Artificial Intelligence in Training
There is no immediate threat to frontline or administrative jobs in deskless work (restaurants, manufacturing, etc) as a result of AI, only optimization. As companies look to maximize their return on investment (ROI) and do more with less, businesses will use AI technologies to minimize manual effort and time. AI can help to reduce pre-production costs by allowing organizations to shorten development cycles and create more customized content. Artificial intelligence will be used in training to automate processes, streamline workflows, and offer personalized guidance to help employees succeed. AI in training will also feature interactive content that engages admins and allows them generate templates from company resources.
Personalized Learning in Training
Personalized learning is used in training to create a more customized learning experience for each employee. Believe it or not, personalized learning is not nearly as far along as you may expect in the world of Learning Management Systems. That's where the opportunity to innovate begins. As we look outside of legacy technology like Learning Management Systems, learning experiences where trainees have a curated path according to their employment journey is increasingly more sophisticated. A combination of training, task management, and communication technology is on the rise. Employees who have more control over the learning experience are more motivated to participate in training activities, which boosts engagement and helps increase productivity.

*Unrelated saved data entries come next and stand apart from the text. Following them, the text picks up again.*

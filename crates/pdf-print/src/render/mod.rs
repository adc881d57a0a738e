//! PDF rendering modules
//!
//! This module handles all PDF-specific operations:
//! - Embedding the source image as an XObject
//! - Building output pages from page descriptors
//! - Assembling the page tree and document metadata

mod document;
mod page;
mod xobject;

pub use document::*;
pub use page::*;
pub use xobject::create_image_xobject;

Gamification in Training will simmer
I have changed my hypothesis about gamification for frontline teams. I don't believe that gamification is a sustainable or economical way to engage employees and get business results. I welcome the ensuing, heated discussion among my colleagues. Earning stars and getting badges is a temporary fix to a systemic problem - frontline employees aren't paid well. Their schedules aren't flexible. And they aren't provided meaningful benefits or training. It is a top down behavior change that has lasting effects.
Katy Milkman wrote a great article about the benefits and pitfalls of gamification in Wired. Research done by professors at Wharton concluded that games only benefit employees who buy into them. She writes "Did people follow the game? Did they understand the rules? Did they think it was fair? These questions were designed to measure which salespeople had “entered the magic circle,” meaning that they agreed to be bound by the game’s rules rather than the normal rules that ordinarily guide their work. After all, if people haven’t entered a game mentally, there’s no real point to it."

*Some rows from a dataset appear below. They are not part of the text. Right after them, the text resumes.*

//! Raster image classification and decoding
//!
//! Only JPEG and PNG are accepted. JPEG data is passed through to the PDF
//! untouched; PNG is decoded to 8-bit samples.

use crate::types::{PrintError, Result};
use image::ImageDecoder;
use image::codecs::jpeg::JpegDecoder;
use std::io::Cursor;

const JPEG_MAGIC: [u8; 2] = [0xFF, 0xD8];
const PNG_MAGIC: [u8; 4] = [0x89, 0x50, 0x4E, 0x47];

const MARKER_SOS: u8 = 0xDA;
const MARKER_EOI: u8 = 0xD9;
const MARKER_APP14: u8 = 0xEE;

/// Format of an uploaded image, from its leading bytes
#[derive(Debug, Clone, Copy, PartialEq, Eq)]
pub enum ImageFormat {
    Jpeg,
    Png,
    Unsupported,
}

/// Classify a buffer by magic bytes
pub fn detect_image_format(bytes: &[u8]) -> ImageFormat {
    if bytes.starts_with(&JPEG_MAGIC) {
        ImageFormat::Jpeg
    } else if bytes.starts_with(&PNG_MAGIC) {
        ImageFormat::Png
    } else {
        ImageFormat::Unsupported
    }
}

/// PDF colour space of decoded samples
#[derive(Debug, Clone, Copy, PartialEq, Eq)]
pub enum ColorSpace {
    DeviceGray,
    DeviceRgb,
    DeviceCmyk,
}

impl ColorSpace {
    pub fn pdf_name(self) -> &'static [u8] {
        match self {
            ColorSpace::DeviceGray => b"DeviceGray",
            ColorSpace::DeviceRgb => b"DeviceRGB",
            ColorSpace::DeviceCmyk => b"DeviceCMYK",
        }
    }
}

/// Sample data ready to become a PDF image XObject
#[derive(Debug, Clone, PartialEq)]
pub enum RasterData {
    /// Baseline/progressive JPEG stream, embedded with /DCTDecode
    Jpeg {
        data: Vec<u8>,
        /// CMYK samples stored inverted, as Adobe applications write them
        inverted: bool,
    },
    /// Uncompressed 8-bit samples plus an optional alpha channel
    Samples {
        pixels: Vec<u8>,
        alpha: Option<Vec<u8>>,
    },
}

/// A decoded (or passed-through) raster image
#[derive(Debug, Clone, PartialEq)]
pub struct RasterImage {
    pub width: u32,
    pub height: u32,
    pub color_space: ColorSpace,
    pub data: RasterData,
}

impl RasterImage {
    /// Read an image buffer, rejecting anything but JPEG and PNG
    pub fn from_bytes(bytes: &[u8]) -> Result<Self> {
        match detect_image_format(bytes) {
            ImageFormat::Jpeg => Self::from_jpeg(bytes),
            ImageFormat::Png => Self::from_png(bytes),
            ImageFormat::Unsupported => Err(PrintError::UnsupportedImageFormat),
        }
    }

    fn from_jpeg(bytes: &[u8]) -> Result<Self> {
        // Header only; the compressed data goes into the PDF as-is
        let decoder = JpegDecoder::new(Cursor::new(bytes))?;
        let (width, height) = decoder.dimensions();

        // The decoder reports its output colour type, which is RGB for CMYK
        // input, so the component count comes from the frame header.
        let header = scan_jpeg_header(bytes);
        let components = match header {
            Some(header) => header.components,
            None => decoder.color_type().channel_count(),
        };
        let color_space = match components {
            1 => ColorSpace::DeviceGray,
            4 => ColorSpace::DeviceCmyk,
            _ => ColorSpace::DeviceRgb,
        };
        let inverted =
            color_space == ColorSpace::DeviceCmyk && header.is_some_and(|header| header.adobe);

        log::debug!(
            "jpeg {}x{}px, {} components, adobe inverted: {}",
            width,
            height,
            components,
            inverted
        );

        Ok(Self {
            width,
            height,
            color_space,
            data: RasterData::Jpeg {
                data: bytes.to_vec(),
                inverted,
            },
        })
    }

    fn from_png(bytes: &[u8]) -> Result<Self> {
        let decoded = image::load_from_memory_with_format(bytes, image::ImageFormat::Png)?;
        let (width, height) = (decoded.width(), decoded.height());
        let color = decoded.color();

        if !color.has_color() && !color.has_alpha() {
            return Ok(Self {
                width,
                height,
                color_space: ColorSpace::DeviceGray,
                data: RasterData::Samples {
                    pixels: decoded.to_luma8().into_raw(),
                    alpha: None,
                },
            });
        }

        if !color.has_alpha() {
            return Ok(Self {
                width,
                height,
                color_space: ColorSpace::DeviceRgb,
                data: RasterData::Samples {
                    pixels: decoded.to_rgb8().into_raw(),
                    alpha: None,
                },
            });
        }

        let rgba = decoded.to_rgba8();
        let pixel_count = (width as usize) * (height as usize);
        let mut rgb = Vec::with_capacity(pixel_count * 3);
        let mut alpha = Vec::with_capacity(pixel_count);
        for pixel in rgba.pixels() {
            rgb.extend_from_slice(&pixel.0[..3]);
            alpha.push(pixel.0[3]);
        }

        Ok(Self {
            width,
            height,
            color_space: ColorSpace::DeviceRgb,
            data: RasterData::Samples {
                pixels: rgb,
                alpha: Some(alpha),
            },
        })
    }
}

/// Facts read from the marker segments ahead of the scan data
#[derive(Debug, Clone, Copy, PartialEq, Eq)]
struct JpegHeader {
    /// Component count from the SOF segment
    components: u8,
    /// An Adobe APP14 segment is present
    adobe: bool,
}

/// Walk the JPEG marker segments up to the first scan.
///
/// Returns `None` if no frame header precedes the scan or the segments
/// are truncated.
fn scan_jpeg_header(bytes: &[u8]) -> Option<JpegHeader> {
    let mut pos = JPEG_MAGIC.len();
    let mut components = None;
    let mut adobe = false;

    loop {
        if *bytes.get(pos)? != 0xFF {
            return None;
        }
        let marker = *bytes.get(pos + 1)?;

        match marker {
            // Fill byte
            0xFF => {
                pos += 1;
                continue;
            }
            // Standalone markers carry no length
            0x01 | 0xD0..=0xD7 => {
                pos += 2;
                continue;
            }
            MARKER_SOS | MARKER_EOI => break,
            _ => {}
        }

        let length = u16::from_be_bytes([*bytes.get(pos + 2)?, *bytes.get(pos + 3)?]) as usize;
        if length < 2 {
            return None;
        }
        let segment = bytes.get(pos + 4..pos + 2 + length)?;

        match marker {
            MARKER_APP14 if segment.starts_with(b"Adobe") => adobe = true,
            // SOF0-SOF15, minus DHT (C4), JPG (C8) and DAC (CC).
            // Payload: precision, height (2), width (2), component count
            0xC0..=0xCF if !matches!(marker, 0xC4 | 0xC8 | 0xCC) => {
                components = Some(*segment.get(5)?);
            }
            _ => {}
        }

        pos += 2 + length;
    }

    components.map(|components| JpegHeader { components, adobe })
}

Mobile-First Learning in Training Will Boil
This has been a two to three year trend that I maintain is still on the rise. The majority of learning technology today is still not native mobile. It is web responsive. Mobile-first (ie "native") learning can be used to deliver a wide range of content, including video, audio, and text. Organizations can use mobile-friendly training content to help learners stay up-to-date on their skills while on the go. Tablets and laptops are now a backup, not primary, device at work.
As technology continues to evolve, it’s important that businesses keep up with the latest trends and innovations. The future of technology will be focused on advancements in AI as well as a rise in mobile and personalized learning. With these technologies and others, the frontline industries are set to undergo a transformation that will bring forth a new era of learning.